Broadly, our research is on two broad areas of AI and Systems.
The first is in Systems for AI. We innovate AI-supported software (SW) systems, addressing major gaps in hardware (HW) accelerators to significantly enhance the performance and resilience of the underlying HW while addressing the significant impact of accelerator failures that stifle system performance objectives, resulting in substantial financial losses for both vendors and customers. This AI systems work is primarily supported by the IBM/Illinois Discovery Accelerator Institute (IIDAI) and we have consistently been among its top grant recipients. Our team including, ECE student Archit Patke and recently graduated CS student Haoran Qiu, partnering closely with ECE Prof. Tamer Basar and his students, developed QLM, a multi-GPU, LLM serving system that maximizes HW usage while optimizing application-specific performance objectives. QLM has become the de facto standard for distributed LLM serving. Major cloud hyperscalers, including Google, IBM, ByteDance, and Snowflake, have adopted it. QLM is open-sourced as AIBrix and is supported by leading open-source organizations, including the Cloud Native Computing Foundation (CNCF), the PyTorch Foundation, and several other open-source houses.
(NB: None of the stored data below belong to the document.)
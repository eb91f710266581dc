//! Stable ID newtypes for graph entities.
//!
//! A [`NodeId`] pairs an arena index with the generation stamped on the node
//! when it was allocated. The arena reuses vacated indices, so the generation
//! is what tells a live node apart from a retired one that used to sit in the
//! same slot.

use std::fmt;

use petgraph::graph::{EdgeIndex, NodeIndex};
use serde::{Deserialize, Serialize};

/// Stable node identifier: arena index plus allocation generation.
#[derive(Debug, Clone, Copy, PartialEq, Eq, Hash, PartialOrd, Ord, Serialize, Deserialize)]
pub struct NodeId {
    pub index: u32,
    pub generation: u32,
}

/// Stable edge identifier. Only meaningful until the edge is removed.
#[derive(Debug, Clone, Copy, PartialEq, Eq, Hash, Serialize, Deserialize)]
pub struct EdgeId(pub u32);

/// A reference to one output slot of a producer node.
#[derive(Debug, Clone, Copy, PartialEq, Eq, Hash, PartialOrd, Ord, Serialize, Deserialize)]
pub struct OutputRef {
    pub node: NodeId,
    pub slot: u16,
}

impl NodeId {
    pub fn new(index: u32, generation: u32) -> Self {
        NodeId { index, generation }
    }

    /// Returns a reference to output slot `slot` of this node.
    pub fn output(self, slot: u16) -> OutputRef {
        OutputRef { node: self, slot }
    }
}

impl OutputRef {
    pub fn new(node: NodeId, slot: u16) -> Self {
        OutputRef { node, slot }
    }
}

impl From<NodeId> for OutputRef {
    /// Slot 0 of the node, the common single-output case.
    fn from(node: NodeId) -> Self {
        OutputRef { node, slot: 0 }
    }
}

impl fmt::Display for NodeId {
    fn fmt(&self, f: &mut fmt::Formatter<'_>) -> fmt::Result {
        write!(f, "{}v{}", self.index, self.generation)
    }
}

impl fmt::Display for EdgeId {
    fn fmt(&self, f: &mut fmt::Formatter<'_>) -> fmt::Result {
        write!(f, "{}", self.0)
    }
}

impl fmt::Display for OutputRef {
    fn fmt(&self, f: &mut fmt::Formatter<'_>) -> fmt::Result {
        write!(f, "{}:{}", self.node, self.slot)
    }
}

// Bridges to petgraph indices. Going from an index back to a NodeId needs the
// generation stored in the arena, so only this direction is a plain `From`.

impl From<NodeId> for NodeIndex<u32> {
    fn from(id: NodeId) -> Self {
        NodeIndex::new(id.index as usize)
    }
}

impl From<EdgeIndex<u32>> for EdgeId {
    fn from(idx: EdgeIndex<u32>) -> Self {
        EdgeId(idx.index() as u32)
    }
}

impl From<EdgeId> for EdgeIndex<u32> {
    fn from(id: EdgeId) -> Self {
        EdgeIndex::new(id.0 as usize)
    }
}
use crate::datatype::DataType;

#[derive(Debug, thiserror::Error)]
pub enum FrameError {
    #[error("index {idx} out of range for axis of length {len}")]
    IndexOutOfRange { idx: usize, len: usize },

    #[error("type mismatch: expected {expected}, got {got}")]
    TypeMismatch { expected: DataType, got: DataType },

    #[error("expected length {expected}, got {got}")]
    LengthMismatch { expected: usize, got: usize },

    #[error("duplicate name: {0}")]
    DuplicateName(String),

    #[error("name not found: {0}")]
    NameNotFound(String),

    #[error("row slot {col} has not been set")]
    IncompleteRow { col: usize },

    #[error("unknown type tag: {0:?}")]
    UnknownTypeTag(char),

    #[error("traversal slice {slice} failed: {source}")]
    SliceFailure {
        slice: usize,
        source: Box<FrameError>,
    },
}

pub type Result<T, E = FrameError> = std::result::Result<T, E>;
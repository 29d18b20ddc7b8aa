use sorrel_frame::errors::FrameError;

#[derive(Debug, thiserror::Error)]
pub enum SorError {
    #[error(transparent)]
    Frame(#[from] FrameError),

    #[error("parse error on line {line}: {msg}")]
    Parse { line: usize, msg: String },

    #[error(transparent)]
    Io(#[from] std::io::Error),
}

pub type Result<T, E = SorError> = std::result::Result<T, E>;
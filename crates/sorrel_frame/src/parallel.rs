//! Parallel row traversal: contiguous slices, one worker per slice, and a
//! deterministic ascending-order join once every slice has finished.

use crate::dataframe::DataFrame;
use crate::errors::{FrameError, Result};
use crate::row::Row;
use crate::rower::Rower;
use once_cell::sync::Lazy;
use rayon::{ThreadPool, ThreadPoolBuilder};
use std::ops::Range;
use tracing::debug;

/// Thread pool shared by every parallel traversal in the process.
static TRAVERSAL_POOL: Lazy<ThreadPool> = Lazy::new(|| {
    ThreadPoolBuilder::new()
        .num_threads(num_cpus::get())
        .thread_name(|idx| format!("sorrel-traverse-{idx}"))
        .build()
        .expect("traversal pool to build")
});

/// Default slice count: one per available core, capped by the row count so
/// no slice is empty, and always at least 1.
pub(crate) fn default_partitions(nrows: usize) -> usize {
    num_cpus::get().min(nrows).max(1)
}

/// Split `[0, nrows)` into `partitions` contiguous ranges. Sizes differ by
/// at most one, with the remainder spread over the leading slices.
fn slice_ranges(nrows: usize, partitions: usize) -> Vec<Range<usize>> {
    let base = nrows / partitions;
    let rem = nrows % partitions;
    let mut ranges = Vec::with_capacity(partitions);
    let mut start = 0;
    for slice in 0..partitions {
        let len = base + usize::from(slice < rem);
        ranges.push(start..start + len);
        start += len;
    }
    ranges
}

/// Run the sequential traversal over one slice with a private scratch row.
fn run_slice<R: Rower>(frame: &DataFrame, rower: &mut R, range: Range<usize>) -> Result<()> {
    let mut row = Row::new(frame.schema());
    for idx in range {
        frame.fill_row(idx, &mut row)?;
        rower.accept(&row)?;
    }
    Ok(())
}

/// Parallel `map` over `frame`.
///
/// Slice 0 runs on the caller's rower; every other slice runs on a
/// `split()` of it. Columns are read-only for the whole phase, so workers
/// share the frame without locking; the scope end is the join barrier. A
/// failing slice surfaces as `SliceFailure` and suppresses every join, so a
/// caller never observes a partially merged accumulator.
pub(crate) fn pmap<R>(frame: &DataFrame, rower: &mut R, partitions: usize) -> Result<()>
where
    R: Rower + Send,
{
    let nrows = frame.nrows();
    let partitions = partitions.min(nrows).max(1);

    if partitions == 1 {
        return run_slice(frame, rower, 0..nrows).map_err(|err| FrameError::SliceFailure {
            slice: 0,
            source: Box::new(err),
        });
    }

    let ranges = slice_ranges(nrows, partitions);
    debug!(nrows, partitions, "partitioned parallel traversal");

    let mut splits: Vec<R> = (1..partitions).map(|_| rower.split()).collect();
    let mut results: Vec<Result<()>> = (0..partitions).map(|_| Ok(())).collect();

    TRAVERSAL_POOL.scope(|scope| {
        let rowers = std::iter::once(&mut *rower).chain(splits.iter_mut());
        for ((slice_rower, result), range) in rowers.zip(results.iter_mut()).zip(ranges) {
            scope.spawn(move |_| {
                *result = run_slice(frame, slice_rower, range);
            });
        }
    });

    // All slices have completed. Any failure aborts before any join;
    // partial accumulator state from other slices is discarded with the
    // splits.
    for (slice, result) in results.into_iter().enumerate() {
        if let Err(err) = result {
            return Err(FrameError::SliceFailure {
                slice,
                source: Box::new(err),
            });
        }
    }

    // Deterministic merge: ascending slice order, the original receiving
    // every join.
    for split in splits {
        rower.join(split);
    }

    Ok(())
}
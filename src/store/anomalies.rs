//! Target anomaly queue
//!
//! Rejected target-name candidates land here for the investigation workflow
//! instead of being dropped.

use anyhow::{Context, Result};
use chrono::{NaiveDate, Utc};
use rusqlite::{params, Connection, Row};

use super::entities::normalize_ticker;
use crate::models::TargetAnomaly;

pub const STATUS_OPEN: &str = "open";
pub const STATUS_RESOLVED: &str = "resolved";

/// Anomaly before insertion.
#[derive(Debug, Clone, PartialEq)]
pub struct NewTargetAnomaly<'a> {
    pub ticker: &'a str,
    pub candidate: &'a str,
    pub sanitized: &'a str,
    pub rejection_reason: &'a str,
    pub source: &'a str,
    pub filing_date: NaiveDate,
    pub reason: Option<&'a str>,
}

fn map_anomaly_row(row: &Row<'_>) -> rusqlite::Result<TargetAnomaly> {
    Ok(TargetAnomaly {
        id: row.get(0)?,
        ticker: row.get(1)?,
        candidate: row.get(2)?,
        sanitized: row.get(3)?,
        rejection_reason: row.get(4)?,
        source: row.get(5)?,
        filing_date: row.get(6)?,
        reason: row.get(7)?,
        detected_at: row.get(8)?,
        status: row.get(9)?,
        resolution_note: row.get(10)?,
    })
}

pub struct AnomalyLog;

impl AnomalyLog {
    pub fn record(conn: &Connection, anomaly: &NewTargetAnomaly<'_>) -> Result<i64> {
        conn.execute(
            "INSERT INTO target_anomalies
                (ticker, candidate, sanitized, rejection_reason, source, filing_date, reason,
                 detected_at, status)
             VALUES (?1, ?2, ?3, ?4, ?5, ?6, ?7, ?8, ?9)",
            params![
                normalize_ticker(anomaly.ticker),
                anomaly.candidate,
                anomaly.sanitized,
                anomaly.rejection_reason,
                anomaly.source,
                anomaly.filing_date,
                anomaly.reason,
                Utc::now(),
                STATUS_OPEN,
            ],
        )
        .context("record target anomaly")?;
        Ok(conn.last_insert_rowid())
    }

    /// Open anomalies, newest first.
    pub fn list_open(conn: &Connection, limit: usize) -> Result<Vec<TargetAnomaly>> {
        let limit = limit.clamp(1, 1000) as i64;
        let mut stmt = conn.prepare_cached(
            "SELECT id, ticker, candidate, sanitized, rejection_reason, source, filing_date,
                    reason, detected_at, status, resolution_note
             FROM target_anomalies WHERE status = ?1 ORDER BY id DESC LIMIT ?2",
        )?;
        let anomalies = stmt
            .query_map(params![STATUS_OPEN, limit], map_anomaly_row)?
            .collect::<rusqlite::Result<Vec<_>>>()?;
        Ok(anomalies)
    }

    /// Mark an anomaly resolved. Returns false if it was not open.
    pub fn resolve(conn: &Connection, id: i64, note: Option<&str>) -> Result<bool> {
        let changes = conn
            .execute(
                "UPDATE target_anomalies SET status = ?1, resolution_note = ?2
                 WHERE id = ?3 AND status = ?4",
                params![STATUS_RESOLVED, note, id, STATUS_OPEN],
            )
            .context("resolve target anomaly")?;
        Ok(changes > 0)
    }
}

#[cfg(test)]
mod tests {
    use super::*;
    use crate::store::FactStore;

    #[test]
    fn test_record_list_resolve() {
        let store = FactStore::open_memory().unwrap();
        let date = NaiveDate::from_ymd_opt(2025, 8, 1).unwrap();

        let id = store
            .with_transaction(|tx| {
                AnomalyLog::record(
                    tx,
                    &NewTargetAnomaly {
                        ticker: "vach",
                        candidate: "Voyager Acquisition Sponsor Holdco LLC.",
                        sanitized: "Voyager Acquisition Sponsor Holdco LLC",
                        rejection_reason: "contains sponsor keyword 'sponsor'",
                        source: "8-K",
                        filing_date: date,
                        reason: Some("press release"),
                    },
                )
            })
            .unwrap();

        let open = store.read(|c| AnomalyLog::list_open(c, 10)).unwrap();
        assert_eq!(open.len(), 1);
        assert_eq!(open[0].id, id);
        assert_eq!(open[0].ticker, "VACH");
        assert_eq!(open[0].status, STATUS_OPEN);

        assert!(store
            .with_transaction(|tx| AnomalyLog::resolve(tx, id, Some("sponsor entity, ignore")))
            .unwrap());
        assert!(!store
            .with_transaction(|tx| AnomalyLog::resolve(tx, id, None))
            .unwrap());
        assert!(store.read(|c| AnomalyLog::list_open(c, 10)).unwrap().is_empty());
    }
}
The second is AI for Systems and AI innovations in systems management and control, having substantial applications in healthcare, spanning individualized medicine for cancer treatments like immunotherapy, AI twins in cardiology, pharmacogenomics in AI-driven drug efficacy, and various other diseases, enhancing patient-specific drug efficacy. The group’s interest spans several related aspects of developing artificial intelligence and machine learning methods that apply to predictive health related analytics both in online and offline analysis. The work in our group brings together statistical analysis with both Bayesian and deep-learning methods, often integrated into joint hardware and software implementations. Working collaboratively with clinicians and medical researchers we combine omics and patient specific data to build predictive machine learning models and algorithms that have been transformational in-patient diagnosis and care. The intent is that the tools and technologies will translate into clinical practice. We also develop methods to perform measurements and to benchmark the accuracy of our findings. In health, we primarily work with and are supported by Mayo Clinic and grants from NIH and OSF, UIC, and Carle, while we collaborate with major drug companies like Roche, Eli Lilly, and Genentech, often through our Mayo connections. We also work in neuro-centric diseases like epilepsy, dementia, and autism. Our recent work in developing AI-managed brain implants to control epileptic seizures and stave off dementia has garnered joint patents with Mayo and is being incorporated into their patient care. This kind of research that co-joins science and engineering innovations with sometimes sparse data is a domain where we excel and have had a major impact.
Reliability and Security
Measurement driven analysis and modeling of dependability in cyber-physical systems, high-performance computing systems, cloud computing systems.
Health Analytics and Systems
Personalized healthcare analytics, and hardware and software systems for healthcare.